UPS Delivery Man Is Fired After Video Surfaces of His Anti-Latino Racist Rant

Photo courtesy Forward Latino

An unnamed UPS delivery driver has been fired after being caught using racist language when delivering a package to a Latino household. The incident occurred on December 17th.

The video, which was caught on a doorbell camera’s security footage, shows a white UPS driver appearing to be angry when delivering a package.

“Now you don’t get f—–g nothing…You can’t read and write and speak the f—–g English language,” he says while writing a “failed to deliver” notice and pasting it on the house’s front door.

The Aviles family says that the footage shows that the UPS worker never even attempted to deliver the package in the first place.

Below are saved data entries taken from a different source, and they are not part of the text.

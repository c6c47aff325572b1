use std::fmt;

use serde::Deserialize;

use super::server::{DeviceKind, StreamKind};

/// Which way call audio flows through a loopback.
#[derive(Debug, Clone, Copy, PartialEq, Eq, Hash, Deserialize)]
#[serde(rename_all = "snake_case")]
pub enum Direction {
    /// Modem capture played on the default sink.
    FromNetwork,
    /// Default source played into the modem.
    ToNetwork,
}

impl Direction {
    pub const ALL: [Direction; 2] = [Direction::FromNetwork, Direction::ToNetwork];

    /// Kind of the modem device the loopback is anchored on.
    pub fn master_kind(self) -> DeviceKind {
        match self {
            Direction::FromNetwork => DeviceKind::Source,
            Direction::ToNetwork => DeviceKind::Sink,
        }
    }

    /// Kind of the loopback stream that attaches to the modem device.
    pub fn stream_kind(self) -> StreamKind {
        match self {
            Direction::FromNetwork => StreamKind::SourceOutput,
            Direction::ToNetwork => StreamKind::SinkInput,
        }
    }

    pub fn media_label(self) -> &'static str {
        match self {
            Direction::FromNetwork => "Voice call audio (to speaker)",
            Direction::ToNetwork => "Voice call audio (from mic)",
        }
    }
}

impl fmt::Display for Direction {
    fn fmt(&self, f: &mut fmt::Formatter<'_>) -> fmt::Result {
        f.write_str(match self {
            Direction::FromNetwork => "from network",
            Direction::ToNetwork => "to network",
        })
    }
}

He never rang the doorbell or knocked on the door. Based on that, the family has come to the conclusion that the driver intentionally withheld the package from the family out of prejudice and spite

They believe that the only way the driver could’ve known that the family was Latino was by making assumptions based off the name on the package.

“The only information this driver had that could serve as a trigger for this deep-seated hate was the name on the package,” said Forward Latino President Darryl Morin at a press conference addressing the incident.

“So what we have here is a very intentional act to ruin Christmas for somebody, for someone to spew this hateful rhetoric, and quite honestly to deceive their employer,” Morin continued.

Per UPS, the employee has now been fired. “There is no place in any community for racism, bigotry or hate. This is very serious and we promptly took action, terminating the driver’s employment. UPS is wholeheartedly committed to diversity, equity and inclusion,” UPS said in a statement. They also said they contacted the family to apologize.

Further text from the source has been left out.